Les parties ont été régulièrement averties du jour de l’audience.

Ont été entendus au cours de l’audience publique :

– le rapport de M. B…,

– les conclusions de M. Huon, rapporteur public,

– et les observations de Mes Boutemy et Espasa-Mattei, avocats, représentant la société SCHNEIDER ELECTRIC SE, et de M. A…, représentant le ministre de l’action et des comptes publics.

Une note en délibéré, présenté par le ministre de l’action et des comptes publics, a été enregistrée le 29 janvier 2020.

Considérant ce qui suit :

1. La société SCHNEIDER ELECTRIC SE, anciennement dénommée SA Schneider Electric est la société de tête d’un groupe fiscalement intégré. Elle a sollicité auprès de l’administration fiscale, qui a opposé une décision de rejet à cette demande, la restitution des sommes acquittées au titre du précompte mobilier en 2003 et 2004, à hauteur des sommes versées par elle au titre de la redistribution à ses actionnaires de sommes correspondant, selon elle, à des revenus versés par ses filiales établies dans d’autres Etats de l’Union européenne. Elle fait appel du jugement du 23 mai 2014 par lequel le Tribunal administratif de Montreuil lui a accordé la restitution partielle, à hauteur de la somme de 18 643 294 euros, des montants de précompte mobilier qu’elle a versé pour l’année 2003, en ce qu’il rejette le surplus de sa demande.

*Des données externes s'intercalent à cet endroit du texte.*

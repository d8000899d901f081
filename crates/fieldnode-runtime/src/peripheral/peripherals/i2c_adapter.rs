use embedded_hal::i2c::{self, I2c};

use fieldnode::parameters::Parameters;

use crate::error::Result;
use crate::hal::{DynI2c, I2cBusLease};

use super::super::{Capability, Peripheral, PeripheralEnv, PeripheralRef, shared};

/// One of the I²C buses, shared by the sensors attached to it.
pub struct I2cAdapter {
    bus: DynI2c,
    lease: I2cBusLease,
}

impl I2cAdapter {
    /// Type name.
    pub const TYPE_NAME: &'static str = "I2CAdapter";
    /// Implemented capabilities.
    pub const CAPABILITIES: &'static [Capability] = &[];

    /// Initializes a free bus on the `scl` and `sda` pins.
    ///
    /// # Errors
    ///
    /// An error is returned when a pin is missing or when both buses are
    /// taken.
    pub fn new(parameters: &Parameters<'_>, env: &PeripheralEnv<'_>) -> Result<Self> {
        let scl = parameters.pin("scl")?;
        let sda = parameters.pin("sda")?;

        let lease = env.hardware.take_i2c_bus()?;
        let bus = env.hardware.board().i2c_bus(lease.bus(), scl, sda)?;

        Ok(Self { bus, lease })
    }

    pub(crate) fn create(
        parameters: &Parameters<'_>,
        env: &PeripheralEnv<'_>,
    ) -> Result<PeripheralRef> {
        Self::new(parameters, env).map(shared)
    }

    /// Returns the bus number.
    #[must_use]
    pub const fn bus_number(&self) -> u8 {
        self.lease.bus()
    }

    /// Returns the bus.
    pub fn bus(&mut self) -> &mut dyn I2c<Error = i2c::ErrorKind> {
        &mut *self.bus
    }
}

impl Peripheral for I2cAdapter {
    fn type_name(&self) -> &'static str {
        Self::TYPE_NAME
    }

    fn as_i2c_adapter(&mut self) -> Option<&mut I2cAdapter> {
        Some(self)
    }
}
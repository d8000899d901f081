use flume::{Receiver, Sender};

use tokio::time::MissedTickBehavior;
use tokio_util::sync::CancellationToken;

use tracing::{debug, info};

use crate::error::{Error, ErrorKind, Result};
use crate::node::Node;

/// Drives a [`Node`] until `cancellation` fires or `inbound` closes.
///
/// The node ticks every [`Node::tick_period`]. Each text received on
/// `inbound` is processed as a command envelope. After every event, the
/// queued messages are serialized to JSON and sent on `outbound`.
///
/// # Errors
///
/// An error is returned when a message cannot be serialized or when
/// `outbound` is closed.
pub async fn run(
    mut node: Node,
    inbound: Receiver<String>,
    outbound: Sender<String>,
    cancellation: CancellationToken,
) -> Result<()> {
    let mut interval = tokio::time::interval(node.tick_period());
    interval.set_missed_tick_behavior(MissedTickBehavior::Delay);

    loop {
        tokio::select! {
            () = cancellation.cancelled() => {
                info!("Runner cancelled");
                break;
            }
            _ = interval.tick() => node.tick(),
            text = inbound.recv_async() => {
                let Ok(text) = text else {
                    info!("Inbound channel closed");
                    break;
                };
                debug!("Received: {text}");
                node.handle_text(&text);
            }
        }

        forward(&node, &outbound).await?;
    }

    Ok(())
}

async fn forward(node: &Node, outbound: &Sender<String>) -> Result<()> {
    for message in node.drain_messages() {
        let text = serde_json::to_string(&message)?;
        outbound
            .send_async(text)
            .await
            .map_err(|_| Error::new(ErrorKind::Network, "Outbound channel closed"))?;
    }
    Ok(())
}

Sur la régularité du jugement attaqué :

2. Aux termes de l’article R. 741-2 du code de justice administrative :  » La décision (…) contient (…) l’analyse des conclusions et mémoires (…) « .

3. Il ressort de l’examen du jugement attaqué que le tribunal administratif n’a pas répondu au moyen, qui n’était pas inopérant, soulevé par la société SCHNEIDER ELECTRIC SE et selon lequel l’article 223 sexies du code général des impôts est incompatible avec l’article 4 de la directive 90/435/CEE du Conseil du 23 juillet 1990 visée ci-dessus. Ainsi, la société requérante est fondée à soutenir que le jugement attaqué est entaché d’irrégularité et, pour ce motif, à en demander l’annulation partielle, en tant qu’il est fait appel, sans qu’il soit besoin d’examiner l’autre moyen d’irrégularité également invoqué.

4. Il y a lieu, dans ces conditions, pour la Cour de statuer, par la voie de l’évocation, sur l’ensemble des conclusions et moyens présentés par la société SCHNEIDER ELECTRIC SE tant devant la Cour que devant le Tribunal administratif de Montreuil.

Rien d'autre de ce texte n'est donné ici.